Chicken soup is one of the most comforting dishes in the world, and I know every culture has their own version. It’s not only delicious, but it also has healing powers. It’s not called Jewish penicillin for nothing, after all.
But I admit: this winter I was sick of plain old chicken soup and wanted to try something new. Pinterest to the rescue, where I came across this version for Greek Lemon Chicken Soup from A Spicy Perspective. I made a few of my own tweaks based on what I had in my kitchen, and voila – a slightly more exciting chicken soup was born.
The soup was easy enough to throw together for a weeknight dinner (only about 20 minutes prep time), but delicious enough for a Sunday supper or Shabbat dinner. I would serve this simply with some olive oil roasted garlic bread for a satisfying weeknight meal.

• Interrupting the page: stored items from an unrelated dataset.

//! Document session: the open/active/dirty state machine
//!
//! The authoritative mapping of open documents to content, dirty, and
//! origin-path state. Per document name the lifecycle is
//! `Unopened → Open(clean) ⇄ Open(dirty) → Closed`. At most one document is
//! active at any time, and exactly one whenever the session is non-empty.
//!
//! Content mutates only through [`DocumentSession::open`]'s initial load,
//! [`DocumentSession::on_content_changed`], and save snapshotting, so dirty
//! tracking cannot desynchronize from content. The search engine reads from
//! this session and never writes to it.

pub mod document;

pub use document::Document;

use crate::error::{Error, Result};
use crate::project::FileStore;
use log::{debug, info};
use std::path::PathBuf;

// ─────────────────────────────────────────────────────────────────────────────
// Document Session
// ─────────────────────────────────────────────────────────────────────────────

/// Owns all open documents, in open order, plus the active-document marker.
#[derive(Debug, Default)]
pub struct DocumentSession {
    /// Open documents, oldest first (open order)
    documents: Vec<Document>,
    /// Index of the active document; `None` only when the session is empty
    active: Option<usize>,
}

impl DocumentSession {
    /// Create an empty session.
    pub fn new() -> Self {
        Self::default()
    }

    // ─────────────────────────────────────────────────────────────────────────
    // Opening and Activation
    // ─────────────────────────────────────────────────────────────────────────

    /// Open a document and make it active.
    ///
    /// If `name` is already open this only re-activates it: re-opening never
    /// clobbers in-memory edits, and the supplied content is ignored.
    pub fn open(&mut self, name: &str, content: String, origin_path: Option<PathBuf>) {
        if let Some(idx) = self.index_of(name) {
            debug!("'{}' already open, re-activating", name);
            self.active = Some(idx);
            return;
        }

        info!("Opened '{}'", name);
        self.documents
            .push(Document::new(name.to_string(), content, origin_path));
        self.active = Some(self.documents.len() - 1);
    }

    /// Create a fresh, never-persisted document and make it active.
    ///
    /// # Errors
    ///
    /// [`Error::AlreadyOpen`] if a document with this name exists; unlike
    /// [`DocumentSession::open`], a new file under a taken name is a caller
    /// mistake rather than a re-activation.
    pub fn new_document(&mut self, name: &str) -> Result<()> {
        if self.index_of(name).is_some() {
            return Err(Error::AlreadyOpen {
                name: name.to_string(),
            });
        }
        self.open(name, String::new(), None);
        Ok(())
    }

    /// Make an open document the active one.
    pub fn set_active(&mut self, name: &str) -> Result<()> {
        let idx = self.index_of(name).ok_or_else(|| Error::NotOpen {
            name: name.to_string(),
        })?;
        self.active = Some(idx);
        debug!("Active document: '{}'", name);
        Ok(())
    }

    // ─────────────────────────────────────────────────────────────────────────
    // Content Changes
    // ─────────────────────────────────────────────────────────────────────────

    /// Apply a content-change event from the text-buffer collaborator.
    ///
    /// Valid only for the active document; an edit event for any other name
    /// is surfaced as an error, never silently applied. Dirty state is
    /// derived from the snapshot, so repeated edits need no transition.
    pub fn on_content_changed(&mut self, name: &str, new_content: String) -> Result<()> {
        let idx = self.index_of(name).ok_or_else(|| Error::NotOpen {
            name: name.to_string(),
        })?;
        if self.active != Some(idx) {
            return Err(Error::NotActive {
                name: name.to_string(),
            });
        }
        self.documents[idx].set_content(new_content);
        Ok(())
    }

    // ─────────────────────────────────────────────────────────────────────────
    // Saving
    // ─────────────────────────────────────────────────────────────────────────

    /// Persist a document through the store and clear its dirty state.
    ///
    /// # Errors
    ///
    /// [`Error::NoDestination`] when the document has no origin path (the
    /// caller must obtain one, e.g. via a "save as" prompt);
    /// [`Error::Io`] on store failure, with document state left unchanged so
    /// a retry is safe.
    pub fn save(&mut self, name: &str, store: &dyn FileStore) -> Result<()> {
        let idx = self.index_of(name).ok_or_else(|| Error::NotOpen {
            name: name.to_string(),
        })?;
        let path = self.documents[idx]
            .origin_path()
            .map(PathBuf::from)
            .ok_or_else(|| Error::NoDestination {
                name: name.to_string(),
            })?;

        store
            .save(&path, self.documents[idx].content())
            .map_err(|e| Error::io(&path, e))?;

        self.documents[idx].mark_saved();
        info!("Saved '{}' to {}", name, path.display());
        Ok(())
    }

    /// Persist a document to a new origin path ("save as"), then treat that
    /// path as the document's destination from now on.
    pub fn save_as(&mut self, name: &str, path: PathBuf, store: &dyn FileStore) -> Result<()> {
        let idx = self.index_of(name).ok_or_else(|| Error::NotOpen {
            name: name.to_string(),
        })?;

        store
            .save(&path, self.documents[idx].content())
            .map_err(|e| Error::io(&path, e))?;

        self.documents[idx].set_origin_path(path);
        self.documents[idx].mark_saved();
        Ok(())
    }

    /// Record a completed external save without re-persisting (used by the
    /// coordinator's two-phase save).
    pub(crate) fn mark_saved(&mut self, name: &str) -> Result<()> {
        let idx = self.index_of(name).ok_or_else(|| Error::NotOpen {
            name: name.to_string(),
        })?;
        self.documents[idx].mark_saved();
        Ok(())
    }

    // ─────────────────────────────────────────────────────────────────────────
    // Closing
    // ─────────────────────────────────────────────────────────────────────────

    /// Remove a document from the session, returning it.
    ///
    /// The pending-changes policy is the coordinator's responsibility; this
    /// removes unconditionally. If the closed document was active, the first
    /// remaining document in open order becomes active, or the session is
    /// left empty.
    pub fn close(&mut self, name: &str) -> Result<Document> {
        let idx = self.index_of(name).ok_or_else(|| Error::NotOpen {
            name: name.to_string(),
        })?;
        let removed = self.documents.remove(idx);

        self.active = if self.documents.is_empty() {
            None
        } else {
            match self.active {
                Some(a) if a == idx => Some(0),
                Some(a) if a > idx => Some(a - 1),
                other => other,
            }
        };

        info!("Closed '{}'", name);
        Ok(removed)
    }

    // ─────────────────────────────────────────────────────────────────────────
    // Queries
    // ─────────────────────────────────────────────────────────────────────────

    /// All open documents, in open order.
    pub fn documents(&self) -> &[Document] {
        &self.documents
    }

    /// The active document, if the session is non-empty.
    pub fn active(&self) -> Option<&Document> {
        self.active.map(|i| &self.documents[i])
    }

    /// Look up an open document by name.
    pub fn get(&self, name: &str) -> Option<&Document> {
        self.index_of(name).map(|i| &self.documents[i])
    }

    /// Whether a specific open document has unsaved changes.
    pub fn is_dirty(&self, name: &str) -> Result<bool> {
        self.get(name)
            .map(|d| d.is_dirty())
            .ok_or_else(|| Error::NotOpen {
                name: name.to_string(),
            })
    }

    /// Whether any open document has unsaved changes.
    pub fn has_unsaved_changes(&self) -> bool {
        self.documents.iter().any(|d| d.is_dirty())
    }

    /// Number of open documents.
    pub fn len(&self) -> usize {
        self.documents.len()
    }

    /// Whether no documents are open.
    pub fn is_empty(&self) -> bool {
        self.documents.is_empty()
    }

    fn index_of(&self, name: &str) -> Option<usize> {
        self.documents.iter().position(|d| d.name() == name)
    }
}

// ─────────────────────────────────────────────────────────────────────────────
// Tests
// ─────────────────────────────────────────────────────────────────────────────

Lemony Chicken Soup with Swiss Chard and Rice
2 chicken breasts, on the bone with skin left on
salt and pepper
1 small onion, finely diced
2 garlic cloves, minced
pinch red pepper flakes
1/2 tsp dried oregano
1/4-1/2 cup dry white wine
6 cups chicken stock
2 cups water
zest and juice of one lemon, plus extra lemon for serving
1 cup cooked rice
1 large bunch swiss chard (can also substitute spinach or other leafy greens)
salt and pepper to taste
Sprinkle chicken breasts with salt and pepper on each side.
Heat 2 Tbsp olive oil in a large stockpot over medium heat. Sear chicken skin side down on each side and cook until golden brown. Remove chicken and set aside.
Add onion to pot and saute 3-4 minutes. Add minced garlic, red pepper flakes and dried oregano and continue to cook, scraping brown bits off bottom of the pot.
De-glaze pan with wine and reduce for one minute. Add stock, water, lemon juice and zest and bring to a boil. Place chicken back in pot and reduce to simmer on low-medium heat.
Simmer for 25-30 minutes. Remove chicken and allow to cool slightly.
Add swiss chard to pot and cook until just wilted.
Shred chicken from the bone and add back to pot. Taste soup and season with salt and pepper.
Serve soup with cooked rice and additional fresh lemon juice.
Pronounced: shuh-BAHT or shah-BAHT, Origin: Hebrew, the Sabbath, from sundown Friday to sundown Saturday.